Kelby Fletcher and Peterson, Bracelin, Young, Putra, Fletcher & Zeder, for respondent.

SCHOLFIELD, C.J.

The Department of Employment Security appeals the trial court's reinstatement of unemployment compensation benefits to Vita Korte. We reverse.

FACTS

Korte was employed by Local 19 of the International Longshoremen and Warehousemen's Union in 1979 as a bookkeeper and executive secretary, with no written employment contract. Disagreements arose from time to time regarding Korte's rights as an employee. In 1983, the union decided that a negotiated written contract was needed. Union officials met with Korte, and copies of sample employment contracts were studied. Negotiations were conducted with Korte, but no agreement was reached. Although Korte was a member of ILWU Local 9, that Local did not represent her in any of these negotiations with Local 19.

The union executive board ultimately drew up a contract, which was presented to Korte as nonnegotiable and a condition *298 of continued employment. She was given 72 hours in which to accept or reject the contract. On August 22, 1983, the last day of the 72-hour period, Korte was asked to sign the contract, but she refused and asked to continue negotiations.

The secretary-treasurer of the union told her that if she did not sign the contract, she should leave her keys on her desk at 4 o'clock that afternoon. Korte failed to sign the contract and turned in her keys at the end of that workday.

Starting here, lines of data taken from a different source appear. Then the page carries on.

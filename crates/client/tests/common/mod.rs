//! Common test utilities for client integration tests.
//!
//! Spawns an in-process stub backend on a random local port. The stub speaks
//! the `{ "data": ... }` envelope and records every request it receives.

#![allow(dead_code)]

use std::collections::HashMap;
use std::sync::{Arc, Mutex};

use axum::extract::{Path, Query, State};
use axum::http::{HeaderMap, Method, StatusCode, Uri};
use axum::response::{IntoResponse, Response};
use axum::routing::{get, put};
use axum::{Json, Router};
use client::{ApiClient, HttpConfig, MemoryTokenStore, TokenStore};
use serde_json::{json, Value};

/// One request seen by the stub.
#[derive(Debug, Clone)]
pub struct RecordedRequest {
    pub method: Method,
    pub path: String,
    pub query: Option<String>,
    pub authorization: Option<String>,
    pub body: Option<Value>,
}

#[derive(Debug, Default)]
pub struct Recorder {
    requests: Mutex<Vec<RecordedRequest>>,
}

impl Recorder {
    pub fn requests(&self) -> Vec<RecordedRequest> {
        self.requests.lock().unwrap().clone()
    }

    pub fn last(&self) -> RecordedRequest {
        self.requests().last().cloned().expect("no request recorded")
    }

    fn record(&self, method: Method, uri: &Uri, headers: &HeaderMap, body: Option<Value>) {
        self.requests.lock().unwrap().push(RecordedRequest {
            method,
            path: uri.path().to_string(),
            query: uri.query().map(str::to_string),
            authorization: headers
                .get("authorization")
                .and_then(|v| v.to_str().ok())
                .map(str::to_string),
            body,
        });
    }
}

type Shared = Arc<Recorder>;

fn customer_groups() -> Value {
    json!([
        {
            "id": 4,
            "group_name": "VIP Customers",
            "customer_ids": [1, 2, 3],
            "created_at": "2024-01-10T09:00:00Z",
            "updated_at": "2024-02-01T12:30:00Z"
        },
        {
            "id": 5,
            "group_name": "Regional",
            "customer_ids": [],
            "created_at": null,
            "updated_at": null
        }
    ])
}

async fn list_customer_groups(
    State(recorder): State<Shared>,
    method: Method,
    uri: Uri,
    headers: HeaderMap,
) -> Json<Value> {
    recorder.record(method, &uri, &headers, None);
    Json(json!({ "data": customer_groups() }))
}

async fn search_customer_groups(
    State(recorder): State<Shared>,
    method: Method,
    uri: Uri,
    headers: HeaderMap,
    Query(params): Query<HashMap<String, String>>,
) -> Json<Value> {
    recorder.record(method, &uri, &headers, None);
    let needle = params.get("query").cloned().unwrap_or_default().to_lowercase();
    let matches: Vec<Value> = customer_groups()
        .as_array()
        .cloned()
        .unwrap_or_default()
        .into_iter()
        .filter(|g| {
            g["group_name"]
                .as_str()
                .map(|n| n.to_lowercase().contains(&needle))
                .unwrap_or(false)
        })
        .collect();
    Json(json!({ "data": matches }))
}

async fn create_customer_group(
    State(recorder): State<Shared>,
    method: Method,
    uri: Uri,
    headers: HeaderMap,
    Json(body): Json<Value>,
) -> (StatusCode, Json<Value>) {
    recorder.record(method, &uri, &headers, Some(body.clone()));
    let mut created = body;
    created["id"] = json!(99);
    created["created_at"] = json!("2024-03-01T08:00:00Z");
    (StatusCode::CREATED, Json(json!({ "data": created })))
}

async fn update_customer_group(
    State(recorder): State<Shared>,
    method: Method,
    uri: Uri,
    headers: HeaderMap,
    Path(id): Path<i64>,
    Json(body): Json<Value>,
) -> Json<Value> {
    recorder.record(method, &uri, &headers, Some(body.clone()));
    let mut updated = body;
    updated["id"] = json!(id);
    Json(json!({ "data": updated }))
}

async fn delete_customer_group(
    State(recorder): State<Shared>,
    method: Method,
    uri: Uri,
    headers: HeaderMap,
) -> StatusCode {
    recorder.record(method, &uri, &headers, None);
    StatusCode::NO_CONTENT
}

async fn create_user(
    State(recorder): State<Shared>,
    method: Method,
    uri: Uri,
    headers: HeaderMap,
    Json(body): Json<Value>,
) -> Response {
    recorder.record(method, &uri, &headers, Some(body));
    (
        StatusCode::CONFLICT,
        Json(json!({
            "message": "duplicate key value violates unique constraint \"users_username_key\""
        })),
    )
        .into_response()
}

async fn list_alarms(
    State(recorder): State<Shared>,
    method: Method,
    uri: Uri,
    headers: HeaderMap,
) -> Response {
    let authorized = headers.contains_key("authorization");
    recorder.record(method, &uri, &headers, None);
    if !authorized {
        return (
            StatusCode::UNAUTHORIZED,
            Json(json!({ "error": "Unauthorized" })),
        )
            .into_response();
    }
    Json(json!({
        "data": [{
            "id": 1,
            "type": "overspeed",
            "severity": "high",
            "threshold": 90.0,
            "status": true,
            "vehicle_group_ids": [2]
        }]
    }))
    .into_response()
}

async fn list_vehicle_groups(
    State(recorder): State<Shared>,
    method: Method,
    uri: Uri,
    headers: HeaderMap,
) -> Response {
    recorder.record(method, &uri, &headers, None);
    (
        StatusCode::INTERNAL_SERVER_ERROR,
        Json(json!({ "error": "database unavailable" })),
    )
        .into_response()
}

async fn list_customers(
    State(recorder): State<Shared>,
    method: Method,
    uri: Uri,
    headers: HeaderMap,
) -> Json<Value> {
    recorder.record(method, &uri, &headers, None);
    Json(json!({ "data": [{ "id": 1, "name": "Acme" }, { "id": 2, "name": "Globex" }] }))
}

async fn list_vehicles(
    State(recorder): State<Shared>,
    method: Method,
    uri: Uri,
    headers: HeaderMap,
) -> Json<Value> {
    recorder.record(method, &uri, &headers, None);
    Json(json!({ "data": [{ "id": 7, "name": "Truck 7", "plate_number": "XY-77" }] }))
}

async fn list_garbage(
    State(recorder): State<Shared>,
    method: Method,
    uri: Uri,
    headers: HeaderMap,
) -> &'static str {
    recorder.record(method, &uri, &headers, None);
    "not json"
}

fn stub_router(recorder: Shared) -> Router {
    Router::new()
        .route(
            "/customer-group",
            get(list_customer_groups).post(create_customer_group),
        )
        .route("/customer-group/search", get(search_customer_groups))
        .route(
            "/customer-group/:id",
            put(update_customer_group).delete(delete_customer_group),
        )
        .route("/user", axum::routing::post(create_user))
        .route("/alarm", get(list_alarms))
        .route("/groups", get(list_vehicle_groups))
        .route("/customer", get(list_customers))
        .route("/vehicle", get(list_vehicles))
        .route("/geofence-group", get(list_garbage))
        .with_state(recorder)
}

/// A running stub backend.
pub struct StubBackend {
    pub base_url: String,
    pub recorder: Shared,
}

impl StubBackend {
    pub async fn spawn() -> Self {
        let recorder: Shared = Arc::new(Recorder::default());
        let listener = tokio::net::TcpListener::bind("127.0.0.1:0")
            .await
            .expect("Failed to bind stub backend");
        let addr = listener.local_addr().expect("stub backend address");
        let app = stub_router(recorder.clone());
        tokio::spawn(async move {
            axum::serve(listener, app).await.expect("stub backend crashed");
        });
        Self {
            base_url: format!("http://{}", addr),
            recorder,
        }
    }

    /// Client bound to this backend using `tokens`.
    pub fn client(&self, tokens: Arc<dyn TokenStore>) -> ApiClient {
        ApiClient::new(
            &HttpConfig {
                base_url: self.base_url.clone(),
                request_timeout_secs: 5,
            },
            tokens,
        )
        .expect("Failed to build client")
    }

    /// Client carrying a fixed test token.
    pub fn authed_client(&self) -> ApiClient {
        self.client(Arc::new(MemoryTokenStore::with_token("test-token")))
    }
}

The proposed contract included terms which Korte contends were substantial changes from her previous employment conditions. She previously worked a 35-hour week. The proposed contract provided that a day's work could be less than a full 8 hours (with a 1-hour lunch break), at the discretion of the secretary-treasurer. A reduction in work hours could be significant because Korte was paid at an hourly rate.

The proposed contract provided for an immediate raise from $13.32 per hour to $13.58 per hour. However, the pay rate would then be frozen until $13.58 equaled 80 percent of the basic longshoremen's hourly straight time rate. Increases thereafter would be given so that the office staff pay rate would remain at 80 percent of the basic longshoremen's rate. In the past, the office staff, which included Korte, was voted a dollar-for-dollar increase each time the union members received a raise. When Korte's employment terminated, her wages were only 20 cents per hour less than the basic longshoremen's rate.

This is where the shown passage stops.